### Work instructions
Beginning at the line that includes "async fn commit_published(&self, draft_id: &str)", return each line exactly through the end of the listing, and no line before it.

### Records

use serde::{Deserialize, Serialize};

/// 自定义策略（持久化对象）
///
/// 存储位置：config_kv（scope_id='global'，key='custom_strategy/{strategy_id}'）
#[derive(Debug, Clone, Serialize, Deserialize)]
pub struct CustomStrategyProfile {
    /// 自定义策略 ID（用于选择/引用）
    pub strategy_id: String,

    /// 显示名称
    pub title: String,

    /// 说明（可选）
    #[serde(default)]
    pub description: Option<String>,

    /// 基于哪个预设策略（balanced/cost_optimized/staff_preferred/coverage_focused）
    pub base_strategy: String,

    /// 参数（排序因子权重，未设置的沿用预设值）
    #[serde(default)]
    pub parameters: CustomStrategyParameters,
}

/// 自定义策略参数
#[derive(Debug, Clone, Serialize, Deserialize, Default, PartialEq)]
pub struct CustomStrategyParameters {
    /// 成本因子权重（越大越偏向低时薪员工）
    #[serde(default)]
    pub cost_weight: Option<f64>,

    /// 可靠性因子权重（越大越偏向高可靠性员工）
    #[serde(default)]
    pub reliability_weight: Option<f64>,

    /// 负载因子权重（越大越偏向本周工时少的员工）
    #[serde(default)]
    pub load_weight: Option<f64>,

    /// 偏好因子权重（越大越尊重员工偏好工作日）
    #[serde(default)]
    pub preference_weight: Option<f64>,
}
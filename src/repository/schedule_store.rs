// ==========================================
// 排班草案引擎 - 持久化协作者接口
// ==========================================
// 职责: 定义核心引擎访问存储的窄接口（不包含实现）
// 红线: 核心不拼 SQL，只通过该 trait 读写
// 实现者: SqliteScheduleStore
// ==========================================

use crate::domain::draft::{DateRange, ScheduleDraft, ScheduleSnapshot};
use crate::domain::shift::Shift;
use crate::repository::error::RepositoryResult;
use async_trait::async_trait;

#[async_trait]
pub trait ScheduleStore: Send + Sync {
    // ===== 快照读取 =====

    /// 读取商户在日期范围内的班次与员工快照
    async fn load_snapshot(
        &self,
        business_id: &str,
        date_range: DateRange,
    ) -> RepositoryResult<ScheduleSnapshot>;

    // ===== 草案写入 =====

    /// 推送草案中被修改的班次（自动同步）
    ///
    /// # 返回
    /// - Ok(()): 同步成功
    /// - Err: 同步失败，调用方保留本地编辑
    async fn save_modified_shifts(&self, draft_id: &str, shifts: &[Shift]) -> RepositoryResult<()>;

    /// 将草案提交为权威排班（写入线上班次/分配）
    async fn commit_published(&self, draft_id: &str) -> RepositoryResult<()>;

    // ===== 草案记录 =====

    /// 保存草案记录（插入或覆盖）
    async fn save_draft(&self, draft: &ScheduleDraft) -> RepositoryResult<()>;

    /// 按ID查找草案
    async fn find_draft(&self, draft_id: &str) -> RepositoryResult<Option<ScheduleDraft>>;

    /// 查找与日期范围重叠的已发布草案
    async fn find_published_overlapping(
        &self,
        business_id: &str,
        date_range: DateRange,
    ) -> RepositoryResult<Vec<ScheduleDraft>>;
}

### Completed exercise
    async fn commit_published(&self, draft_id: &str) -> RepositoryResult<()>;

    // ===== 草案记录 =====

    /// 保存草案记录（插入或覆盖）
    async fn save_draft(&self, draft: &ScheduleDraft) -> RepositoryResult<()>;

    /// 按ID查找草案
    async fn find_draft(&self, draft_id: &str) -> RepositoryResult<Option<ScheduleDraft>>;

    /// 查找与日期范围重叠的已发布草案
    async fn find_published_overlapping(
        &self,
        business_id: &str,
        date_range: DateRange,
    ) -> RepositoryResult<Vec<ScheduleDraft>>;
}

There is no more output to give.